Weed

From BiblePortal Wikipedia

Webster's Dictionary [1]

(1): ( n.) Fig.: Something unprofitable or troublesome; anything useless.

(2): ( n.) Tobacco, or a cigar.

(3): ( v. t.) To reject as unfit for breeding purposes.

(4): ( v. t.) To free from anything hurtful or offensive.

(5): ( v. t.) To take away, as noxious plants; to remove, as something hurtful; to extirpate.

(6): ( v. t.) To free from noxious plants; to clear of weeds; as, to weed corn or onions; to weed a garden.

(7): ( n.) A garment; clothing; especially, an upper or outer garment.

(8): ( n.) An animal unfit to breed from.

(9): ( n.) Any plant growing in cultivated ground to the injury of the crop or desired vegetation, or to the disfigurement of the place; an unsightly, useless, or injurious plant.

(10): ( n.) Underbrush; low shrubs.

(11): ( n.) A sudden illness or relapse, often attended with fever, which attacks women in childbed.

(12): ( n.) An article of dress worn in token of grief; a mourning garment or badge; as, he wore a weed on his hat; especially, in the plural, mourning garb, as of a woman; as, a widow's weeds.

Cyclopedia of Biblical, Theological and Ecclesiastical Literature [2]

( סוּ , Suph,  Jonah 2:6; elsewhere rendered "flag,"  Exodus 2:3;  Isaiah 19:6, but usually as an epithet of the Red Sea, lit. the Weed-Sea; Sept. Φῦκος ; Lat.
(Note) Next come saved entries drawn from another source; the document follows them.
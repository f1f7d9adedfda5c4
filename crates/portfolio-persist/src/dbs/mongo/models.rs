use bson::serde_helpers::chrono_datetime_as_bson_datetime;
use chrono::{DateTime, Utc};
use portfolio_types::{BlogPost, ContactMessage};
use serde::{Deserialize, Serialize};

/// MongoDB document for a blog post (numeric `_id` from the counters collection)
#[derive(Debug, Clone, Serialize, Deserialize)]
pub struct MongoBlogPost {
    #[serde(rename = "_id")]
    pub id: i64,
    pub title: String,
    pub slug: String,
    pub excerpt: String,
    pub content: String,
    pub category: String,
    pub tags: Vec<String>,
    pub image_url: Option<String>,
    pub published: bool,
    pub read_time: i32,
    #[serde(with = "chrono_datetime_as_bson_datetime")]
    pub created_at: DateTime<Utc>,
    #[serde(with = "chrono_datetime_as_bson_datetime")]
    pub updated_at: DateTime<Utc>,
}

/// MongoDB document for a contact message
#[derive(Debug, Clone, Serialize, Deserialize)]
pub struct MongoContactMessage {
    #[serde(rename = "_id")]
    pub id: i64,
    pub name: String,
    pub email: String,
    pub subject: String,
    pub message: String,
    pub read: bool,
    #[serde(with = "chrono_datetime_as_bson_datetime")]
    pub created_at: DateTime<Utc>,
}

// Conversions between database-agnostic and MongoDB-specific models

impl From<BlogPost> for MongoBlogPost {
    fn from(post: BlogPost) -> Self {
        Self {
            id: post.id,
            title: post.title,
            slug: post.slug,
            excerpt: post.excerpt,
            content: post.content,
            category: post.category,
            tags: post.tags,
            image_url: post.image_url,
            published: post.published,
            read_time: post.read_time,
            created_at: post.created_at,
            updated_at: post.updated_at,
        }
    }
}

impl From<MongoBlogPost> for BlogPost {
    fn from(post: MongoBlogPost) -> Self {
        Self {
            id: post.id,
            title: post.title,
            slug: post.slug,
            excerpt: post.excerpt,
            content: post.content,
            category: post.category,
            tags: post.tags,
            image_url: post.image_url,
            published: post.published,
            read_time: post.read_time,
            created_at: post.created_at,
            updated_at: post.updated_at,
        }
    }
}

impl From<ContactMessage> for MongoContactMessage {
    fn from(msg: ContactMessage) -> Self {
        Self {
            id: msg.id,
            name: msg.name,
            email: msg.email,
            subject: msg.subject,
            message: msg.message,
            read: msg.read,
            created_at: msg.created_at,
        }
    }
}

impl From<MongoContactMessage> for ContactMessage {
    fn from(msg: MongoContactMessage) -> Self {
        Self {
            id: msg.id,
            name: msg.name,
            email: msg.email,
            subject: msg.subject,
            message: msg.message,
            read: msg.read,
            created_at: msg.created_at,
        }
    }
}

#[cfg(test)]
mod tests {
    use super::*;
    use portfolio_types::NewBlogPost;

    #[test]
    fn test_timestamps_stored_as_bson_dates() {
        let post = BlogPost::from_new(
            1,
            NewBlogPost {
                title: "T".to_string(),
                slug: "t".to_string(),
                tags: vec!["a".to_string(), "b".to_string()],
                ..Default::default()
            },
            Utc::now(),
        );
        let doc = bson::to_document(&MongoBlogPost::from(post)).unwrap();

        assert_eq!(doc.get_i64("_id").unwrap(), 1);
        assert!(doc.get_datetime("created_at").is_ok());
        let tags: Vec<_> = doc
            .get_array("tags")
            .unwrap()
            .iter()
            .filter_map(|t| t.as_str())
            .collect();
        assert_eq!(tags, ["a", "b"]);
    }
}
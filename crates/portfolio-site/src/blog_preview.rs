use chrono::{DateTime, TimeZone, Utc};
use portfolio_types::BlogPost;

/// Number of posts shown in the home page blog section
pub const PREVIEW_SIZE: usize = 3;

/// Posts selected for the home page blog section
#[derive(Debug, Clone, PartialEq)]
pub struct BlogPreview {
    pub posts: Vec<BlogPost>,
    /// True when the API returned nothing and sample posts are shown instead
    pub is_fallback: bool,
}

impl BlogPreview {
    /// Take the first [`PREVIEW_SIZE`] posts of a listing, or the sample
    /// posts when the listing is empty.
    pub fn from_listing(mut posts: Vec<BlogPost>) -> Self {
        if posts.is_empty() {
            return Self {
                posts: sample_posts(),
                is_fallback: true,
            };
        }

        posts.truncate(PREVIEW_SIZE);
        Self {
            posts,
            is_fallback: false,
        }
    }
}

fn sample_date(year: i32, month: u32, day: u32) -> DateTime<Utc> {
    Utc.with_ymd_and_hms(year, month, day, 0, 0, 0)
        .single()
        .unwrap_or_default()
}

#[allow(clippy::too_many_arguments)]
fn sample_post(
    id: i64,
    title: &str,
    slug: &str,
    excerpt: &str,
    category: &str,
    tags: &[&str],
    image_url: &str,
    read_time: i32,
    created_at: DateTime<Utc>,
) -> BlogPost {
    BlogPost {
        id,
        title: title.to_string(),
        slug: slug.to_string(),
        excerpt: excerpt.to_string(),
        content: String::new(),
        category: category.to_string(),
        tags: tags.iter().map(|t| t.to_string()).collect(),
        image_url: Some(image_url.to_string()),
        published: true,
        read_time,
        created_at,
        updated_at: created_at,
    }
}

/// Placeholder posts shown while the blog has no content
pub fn sample_posts() -> Vec<BlogPost> {
    vec![
        sample_post(
            1,
            "Advanced React Hooks: Custom Hooks for Complex State Management",
            "advanced-react-hooks",
            "Learn how to create powerful custom hooks that simplify complex state logic and improve code reusability across your React applications.",
            "React",
            &["React", "Hooks"],
            "https://images.unsplash.com/photo-1633356122544-f134324a6cee?ixlib=rb-4.0.3&auto=format&fit=crop&w=800&h=400",
            5,
            sample_date(2023, 12, 15),
        ),
        sample_post(
            2,
            "Node.js Performance Optimization: From Basics to Advanced Techniques",
            "nodejs-performance-optimization",
            "Discover proven strategies to optimize your Node.js applications for better performance, including memory management and clustering.",
            "Node.js",
            &["Node.js", "Performance"],
            "https://images.unsplash.com/photo-1627398242454-45a1465c2479?ixlib=rb-4.0.3&auto=format&fit=crop&w=800&h=400",
            7,
            sample_date(2023, 12, 12),
        ),
        sample_post(
            3,
            "NextJS 14: New Features and Migration Best Practices",
            "nextjs-14-features",
            "Explore the latest features in NextJS 14 and learn how to migrate your existing applications with minimal disruption.",
            "NextJS",
            &["NextJS", "Migration"],
            "https://images.unsplash.com/photo-1555066931-4365d14bab8c?ixlib=rb-4.0.3&auto=format&fit=crop&w=800&h=400",
            6,
            sample_date(2023, 12, 10),
        ),
    ]
}

/// Badge colour class for a post category
pub fn category_color(category: &str) -> &'static str {
    match category {
        "React" => "bg-blue-600",
        "Node.js" => "bg-emerald-600",
        "NextJS" => "bg-purple-600",
        "JavaScript" => "bg-yellow-600",
        "TypeScript" => "bg-blue-700",
        _ => "bg-gray-600",
    }
}

/// Long-form date, e.g. "December 15, 2023"
pub fn format_date(date: &DateTime<Utc>) -> String {
    date.format("%B %-d, %Y").to_string()
}

#[cfg(test)]
mod tests {
    use super::*;

    fn listing(count: i64) -> Vec<BlogPost> {
        (1..=count)
            .map(|id| {
                let mut post = sample_posts().remove(0);
                post.id = id;
                post.slug = format!("post-{}", id);
                post
            })
            .collect()
    }

    #[test]
    fn test_empty_listing_falls_back_to_samples() {
        let preview = BlogPreview::from_listing(Vec::new());
        assert!(preview.is_fallback);
        assert_eq!(preview.posts.len(), 3);
        assert_eq!(preview.posts[0].slug, "advanced-react-hooks");
    }

    #[test]
    fn test_listing_is_cut_to_preview_size() {
        let preview = BlogPreview::from_listing(listing(5));
        assert!(!preview.is_fallback);
        let ids: Vec<i64> = preview.posts.iter().map(|p| p.id).collect();
        assert_eq!(ids, vec![1, 2, 3]);
    }

    #[test]
    fn test_short_listing_is_kept_whole() {
        let preview = BlogPreview::from_listing(listing(2));
        assert!(!preview.is_fallback);
        assert_eq!(preview.posts.len(), 2);
    }

    #[test]
    fn test_sample_posts_are_published() {
        for post in sample_posts() {
            assert!(post.published);
            assert!(post.read_time >= 1);
            assert_eq!(post.created_at, post.updated_at);
        }
    }

    #[test]
    fn test_category_color() {
        assert_eq!(category_color("React"), "bg-blue-600");
        assert_eq!(category_color("TypeScript"), "bg-blue-700");
        assert_eq!(category_color("Rust"), "bg-gray-600");
    }

    #[test]
    fn test_format_date() {
        assert_eq!(format_date(&sample_date(2023, 12, 15)), "December 15, 2023");
        assert_eq!(format_date(&sample_date(2024, 3, 5)), "March 5, 2024");
    }
}
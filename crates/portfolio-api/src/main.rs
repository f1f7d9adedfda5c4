use std::sync::Arc;
use tracing_subscriber::{layer::SubscriberExt, util::SubscriberInitExt, EnvFilter};

use portfolio_api::{
    build_router,
    config::{Config, StoreBackend},
    state::AppState,
};
use portfolio_persist::{InMemoryPersistenceClient, PersistenceClient};

#[tokio::main]
async fn main() -> anyhow::Result<()> {
    // Load .env file
    dotenvy::dotenv().ok();

    // Load configuration
    let config =
        Config::load().map_err(|e| anyhow::anyhow!("Failed to load configuration: {}", e))?;

    // Initialize logging
    init_logging(&config);

    tracing::info!("Starting portfolio API server");
    tracing::info!("Config loaded: {}:{}", config.server.host, config.server.port);

    let persist_client = connect_store(&config).await?;
    tracing::info!(backend = persist_client.backend(), "Store ready");

    // Create application state
    let state = Arc::new(AppState::new(config.clone(), persist_client));

    // Build router
    let app = build_router(state);

    // Start server
    let addr = format!("{}:{}", config.server.host, config.server.port);
    let listener = tokio::net::TcpListener::bind(&addr).await?;

    tracing::info!("Server listening on {}", addr);
    tracing::info!("Health check: http://{}/health", addr);
    tracing::info!("API docs: http://{}/api/docs", addr);

    axum::serve(listener, app).await?;

    Ok(())
}

async fn connect_store(config: &Config) -> anyhow::Result<Arc<dyn PersistenceClient>> {
    match config.store.backend {
        StoreBackend::Memory => {
            tracing::warn!("Using in-memory store; data is lost on restart");
            Ok(Arc::new(InMemoryPersistenceClient::new()))
        }
        #[cfg(feature = "mongodb")]
        StoreBackend::Mongodb => {
            tracing::info!("Connecting to MongoDB");
            let client = portfolio_persist::MongoPersistenceClient::connect(
                &config.mongodb_uri,
                &config.mongodb.database,
            )
            .await?;
            tracing::info!(database = %config.mongodb.database, "MongoDB connected");
            Ok(Arc::new(client))
        }
        #[cfg(not(feature = "mongodb"))]
        StoreBackend::Mongodb => {
            anyhow::bail!("mongodb store selected but the `mongodb` feature is disabled")
        }
    }
}

fn init_logging(config: &Config) {
    let env_filter = EnvFilter::try_from_default_env()
        .or_else(|_| EnvFilter::try_new(&config.logging.level))
        .unwrap_or_else(|_| EnvFilter::new("info"));

    let registry = tracing_subscriber::registry().with(env_filter);

    match config.logging.format.as_str() {
        "json" => {
            registry
                .with(tracing_subscriber::fmt::layer().json())
                .init();
        }
        _ => {
            registry
                .with(tracing_subscriber::fmt::layer().pretty())
                .init();
        }
    }
}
Alga, see Pliny, 31:46,4; 9:25), the Sea-Weed (Fucus Natans of Linn.; Fucus Marinus, Pliny, 26:66 and 79), a sort of sea-grass with lanciform, serrated leaves, and threadlike knotted stalks, which grows in great abundance on the shores of the Mediterranean ( Jonah 2:6; see Hirtius, Bell. Afric. 24), but especially of the Hellespont (Ovid, Heroid. 18:108; Belon, Observ. 2:3), as likewise of the Red Sea (comp. Strabo, 16:773; Diod. Sic. 3:19, Μνίον ), the last taking its name ( יִם סוּ ) from that circumstance. (See Red Sea). The plant is described by Acosta (in Clusii Exoticor. Libb. [Antw. 1605], page 293), Delile (Flora Aegypt. in Descr. De I'Egypte, 19: 113), Bochart (Phaleg, 4:29), Celsius (Hierobot. 2:67 sq.). There are several varieties (see Pliny, 27:25; 32:22; Galen, Med. Sinpl. vin.l 21, 9), of which it is uncertain which is the Egyptian species (Pliny, 13:44; Theophr. Plant. 4:9: see Gesenius, Thesaur. page 944). (See Flag). Noxious weeds in general seem to be denoted by the phrase "thorns and thistles" ( Genesis 3:18). (See Thorn).